Task details ::
Go through the data below. List every line that holds the word "tracing".

Data to process ::

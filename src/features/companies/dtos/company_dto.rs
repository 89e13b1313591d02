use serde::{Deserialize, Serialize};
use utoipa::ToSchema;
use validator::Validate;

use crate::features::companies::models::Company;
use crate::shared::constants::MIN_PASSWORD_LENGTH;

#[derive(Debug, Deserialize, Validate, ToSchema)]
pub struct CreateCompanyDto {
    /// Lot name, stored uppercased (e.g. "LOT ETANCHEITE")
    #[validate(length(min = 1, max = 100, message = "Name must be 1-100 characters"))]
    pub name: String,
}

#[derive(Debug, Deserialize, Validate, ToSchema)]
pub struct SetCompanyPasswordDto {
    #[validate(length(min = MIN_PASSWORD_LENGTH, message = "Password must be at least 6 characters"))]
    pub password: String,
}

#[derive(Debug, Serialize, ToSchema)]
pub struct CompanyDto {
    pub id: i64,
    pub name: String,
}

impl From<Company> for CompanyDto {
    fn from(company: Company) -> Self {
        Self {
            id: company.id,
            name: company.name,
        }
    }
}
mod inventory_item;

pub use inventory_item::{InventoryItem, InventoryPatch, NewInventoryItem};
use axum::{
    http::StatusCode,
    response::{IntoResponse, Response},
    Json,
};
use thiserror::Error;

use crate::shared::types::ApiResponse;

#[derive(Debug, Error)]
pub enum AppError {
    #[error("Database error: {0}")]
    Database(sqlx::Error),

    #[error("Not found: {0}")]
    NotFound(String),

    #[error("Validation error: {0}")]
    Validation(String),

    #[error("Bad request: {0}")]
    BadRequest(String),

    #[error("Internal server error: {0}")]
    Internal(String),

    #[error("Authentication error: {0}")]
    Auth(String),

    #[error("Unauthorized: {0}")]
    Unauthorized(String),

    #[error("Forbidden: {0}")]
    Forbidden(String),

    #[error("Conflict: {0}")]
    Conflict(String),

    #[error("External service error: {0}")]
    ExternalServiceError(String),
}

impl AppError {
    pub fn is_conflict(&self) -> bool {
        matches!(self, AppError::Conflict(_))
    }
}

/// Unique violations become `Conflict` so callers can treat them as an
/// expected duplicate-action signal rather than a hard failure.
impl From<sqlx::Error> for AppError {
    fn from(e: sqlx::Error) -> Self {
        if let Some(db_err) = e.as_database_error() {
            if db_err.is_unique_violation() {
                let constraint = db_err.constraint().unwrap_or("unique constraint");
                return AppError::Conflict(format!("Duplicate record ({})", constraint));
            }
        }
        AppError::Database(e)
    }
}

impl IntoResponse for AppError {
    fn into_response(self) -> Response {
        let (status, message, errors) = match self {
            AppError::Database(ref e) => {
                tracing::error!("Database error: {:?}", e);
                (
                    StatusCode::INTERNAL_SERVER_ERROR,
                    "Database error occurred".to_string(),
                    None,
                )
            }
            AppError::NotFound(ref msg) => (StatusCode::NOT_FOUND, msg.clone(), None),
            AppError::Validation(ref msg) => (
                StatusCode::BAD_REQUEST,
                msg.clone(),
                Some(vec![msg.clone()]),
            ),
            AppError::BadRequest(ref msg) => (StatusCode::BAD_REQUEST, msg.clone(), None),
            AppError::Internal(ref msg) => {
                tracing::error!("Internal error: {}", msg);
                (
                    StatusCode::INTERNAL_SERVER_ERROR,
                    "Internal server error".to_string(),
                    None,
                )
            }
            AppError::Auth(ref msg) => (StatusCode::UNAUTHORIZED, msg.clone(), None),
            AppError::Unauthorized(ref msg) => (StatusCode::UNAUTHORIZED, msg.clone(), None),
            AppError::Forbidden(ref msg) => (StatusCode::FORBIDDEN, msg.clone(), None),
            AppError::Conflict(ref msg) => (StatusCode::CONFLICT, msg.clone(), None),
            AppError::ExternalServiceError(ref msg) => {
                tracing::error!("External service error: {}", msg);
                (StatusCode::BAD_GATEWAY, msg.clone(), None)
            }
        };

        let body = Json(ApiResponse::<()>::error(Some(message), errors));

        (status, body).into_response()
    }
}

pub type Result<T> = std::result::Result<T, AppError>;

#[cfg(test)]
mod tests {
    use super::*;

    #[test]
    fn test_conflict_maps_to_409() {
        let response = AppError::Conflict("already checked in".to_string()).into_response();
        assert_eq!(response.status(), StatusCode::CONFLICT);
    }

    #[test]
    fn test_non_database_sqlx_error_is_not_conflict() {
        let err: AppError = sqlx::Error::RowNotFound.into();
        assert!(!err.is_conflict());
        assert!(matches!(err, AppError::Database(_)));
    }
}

Response to this task ::
                tracing::error!("Database error: {:?}", e);
                tracing::error!("Internal error: {}", msg);
                tracing::error!("External service error: {}", msg);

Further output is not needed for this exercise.